**Exercise objective**
Search the data for the word "Ordering" and copy out every line that has it.

**Provided records**
#[cfg(test)]
mod tests {
    use super::*;
    use async_trait::async_trait;
    use parking_lot::Mutex;
    use std::collections::VecDeque;
    use std::sync::atomic::{AtomicUsize, Ordering};

    /// Echoes each chunk's text back as its "audio".
    #[derive(Debug, Default)]
    struct EchoProvider {
        requests: Mutex<Vec<SynthesisRequest>>,
        failures: Mutex<VecDeque<VoiceoverError>>,
        in_flight: AtomicUsize,
        max_in_flight: AtomicUsize,
    }

    impl EchoProvider {
        fn failing_with(errors: Vec<VoiceoverError>) -> Self {
            Self {
                failures: Mutex::new(errors.into()),
                ..Self::default()
            }
        }

        fn request_count(&self) -> usize {
            self.requests.lock().len()
        }
    }

    #[async_trait]
    impl SpeechProvider for EchoProvider {
        fn name(&self) -> &'static str {
            "echo"
        }

        async fn synthesize_chunk(
            &self,
            request: &SynthesisRequest,
            authorization: &str,
        ) -> VoiceoverResult<String> {
            assert!(authorization.starts_with("Basic "));
            let now = self.in_flight.fetch_add(1, Ordering::SeqCst) + 1;
            self.max_in_flight.fetch_max(now, Ordering::SeqCst);
            tokio::task::yield_now().await;

            self.requests.lock().push(request.clone());
            let failure = self.failures.lock().pop_front();
            self.in_flight.fetch_sub(1, Ordering::SeqCst);

            match failure {
                Some(err) => Err(err),
                None => Ok(STANDARD.encode(request.text.as_bytes())),
            }
        }
    }

    fn test_config() -> ProviderConfig {
        ProviderConfig {
            api_key: "key".to_string(),
            api_secret: "secret".to_string(),
            retry_backoff_ms: 1,
            ..ProviderConfig::default()
        }
    }

    fn orchestrator(provider: Arc<EchoProvider>) -> SynthesisOrchestrator {
        SynthesisOrchestrator::new(provider, test_config(), ChunkBounds::new(10, 30).unwrap())
            .unwrap()
    }

    #[tokio::test]
    async fn test_single_chunk_returns_its_audio() {
        let provider = Arc::new(EchoProvider::default());
        let payload = orchestrator(provider.clone())
            .synthesize("Hello there.", "Alex", SynthesisOptions::default())
            .await
            .unwrap();

        assert_eq!(payload.bytes, b"Hello there.");
        assert_eq!(payload.chunk_count, 1);
        assert_eq!(payload.encoding, AudioEncoding::Mp3);
        assert_eq!(payload.to_base64(), STANDARD.encode("Hello there."));
    }

    #[tokio::test]
    async fn test_defaults_for_rate_and_pitch() {
        let provider = Arc::new(EchoProvider::default());
        orchestrator(provider.clone())
            .synthesize("Hello", "Ashley", SynthesisOptions::default())
            .await
            .unwrap();

        let requests = provider.requests.lock();
        assert_eq!(requests[0].speaking_rate, 1.0);
        assert_eq!(requests[0].pitch, 1.0);
        assert_eq!(requests[0].voice_id, "Ashley");
        assert_eq!(requests[0].model_id, "inworld-tts-1");
    }

    #[tokio::test]
    async fn test_options_are_forwarded() {
        let provider = Arc::new(EchoProvider::default());
        let options = SynthesisOptions::default().with_speed(1.25).with_pitch(0.8);
        orchestrator(provider.clone())
            .synthesize("Hello", "Craig", options)
            .await
            .unwrap();

        let requests = provider.requests.lock();
        assert_eq!(requests[0].speaking_rate, 1.25);
        assert_eq!(requests[0].pitch, 0.8);
    }

    #[tokio::test]
    async fn test_multi_chunk_audio_is_concatenated_in_order() {
        let provider = Arc::new(EchoProvider::default());
        let text = "First sentence is here. Second sentence is here. Third one.";
        let payload = orchestrator(provider.clone())
            .synthesize(text, "Alex", SynthesisOptions::default())
            .await
            .unwrap();

        let chunk_texts: Vec<String> =
            provider.requests.lock().iter().map(|r| r.text.clone()).collect();
        assert!(chunk_texts.len() > 1);
        assert_eq!(payload.chunk_count, chunk_texts.len());
        assert_eq!(payload.bytes, chunk_texts.concat().into_bytes());
    }

    #[tokio::test]
    async fn test_provider_error_aborts_without_partial_audio() {
        let provider = Arc::new(EchoProvider::failing_with(vec![VoiceoverError::provider(
            500,
            "rate limited",
        )]));
        let err = orchestrator(provider.clone())
            .synthesize(&"word ".repeat(30), "Alex", SynthesisOptions::default())
            .await
            .unwrap_err();

        assert_eq!(err, VoiceoverError::provider(500, "rate limited"));
        assert_eq!(provider.request_count(), 1);
    }

    #[tokio::test]
    async fn test_transport_errors_are_retried() {
        let provider = Arc::new(EchoProvider::failing_with(vec![
            VoiceoverError::network("connection reset"),
            VoiceoverError::timeout("slow"),
        ]));
        let payload = orchestrator(provider.clone())
            .synthesize("Hello", "Alex", SynthesisOptions::default())
            .await
            .unwrap();

        assert_eq!(payload.bytes, b"Hello");
        assert_eq!(provider.request_count(), 3);
    }

    #[tokio::test]
    async fn test_retries_are_bounded() {
        let provider = Arc::new(EchoProvider::failing_with(vec![
            VoiceoverError::network("down"),
            VoiceoverError::network("down"),
            VoiceoverError::network("still down"),
        ]));
        let err = orchestrator(provider.clone())
            .synthesize("Hello", "Alex", SynthesisOptions::default())
            .await
            .unwrap_err();

        assert_eq!(err, VoiceoverError::network("still down"));
        assert_eq!(provider.request_count(), 3);
    }

    #[tokio::test]
    async fn test_encoding_error_before_any_request() {
        let provider = Arc::new(EchoProvider::default());
        let config = ProviderConfig {
            api_key: "ключ".to_string(),
            ..test_config()
        };
        let orchestrator =
            SynthesisOrchestrator::new(provider.clone(), config, ChunkBounds::default()).unwrap();

        let err = orchestrator
            .synthesize("Hello", "Alex", SynthesisOptions::default())
            .await
            .unwrap_err();
        assert!(matches!(err, VoiceoverError::EncodingError { .. }));
        assert_eq!(provider.request_count(), 0);
    }

    #[tokio::test]
    async fn test_rejects_empty_input() {
        let provider = Arc::new(EchoProvider::default());
        let orchestrator = orchestrator(provider.clone());

        let err = orchestrator
            .synthesize("   \n ", "Alex", SynthesisOptions::default())
            .await
            .unwrap_err();
        assert!(err.is_user_error());

        let err = orchestrator
            .synthesize("Hello", " ", SynthesisOptions::default())
            .await
            .unwrap_err();
        assert!(err.is_user_error());

        let err = orchestrator
            .synthesize("Hello", "Alex", SynthesisOptions::default().with_speed(-1.0))
            .await
            .unwrap_err();
        assert!(err.is_user_error());
        assert_eq!(provider.request_count(), 0);
    }

    #[tokio::test]
    async fn test_at_most_one_request_in_flight() {
        let provider = Arc::new(EchoProvider::default());
        let orchestrator = Arc::new(orchestrator(provider.clone()));
        let text = "One sentence right here. Another sentence there. And more.";

        let (a, b) = tokio::join!(
            orchestrator.synthesize(text, "Alex", SynthesisOptions::default()),
            orchestrator.synthesize(text, "Julia", SynthesisOptions::default()),
        );
        assert!(a.is_ok() && b.is_ok());
        assert_eq!(provider.max_in_flight.load(Ordering::SeqCst), 1);
    }

    #[test]
    fn test_zero_ceiling_rejected() {
        let config = ProviderConfig {
            max_concurrent_requests: 0,
            ..test_config()
        };
        let result = SynthesisOrchestrator::new(
            Arc::new(EchoProvider::default()),
            config,
            ChunkBounds::default(),
        );
        assert!(result.is_err());
    }
}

**Solution to this task**
    use std::sync::atomic::{AtomicUsize, Ordering};
            let now = self.in_flight.fetch_add(1, Ordering::SeqCst) + 1;
            self.max_in_flight.fetch_max(now, Ordering::SeqCst);
            self.in_flight.fetch_sub(1, Ordering::SeqCst);
        assert_eq!(provider.max_in_flight.load(Ordering::SeqCst), 1);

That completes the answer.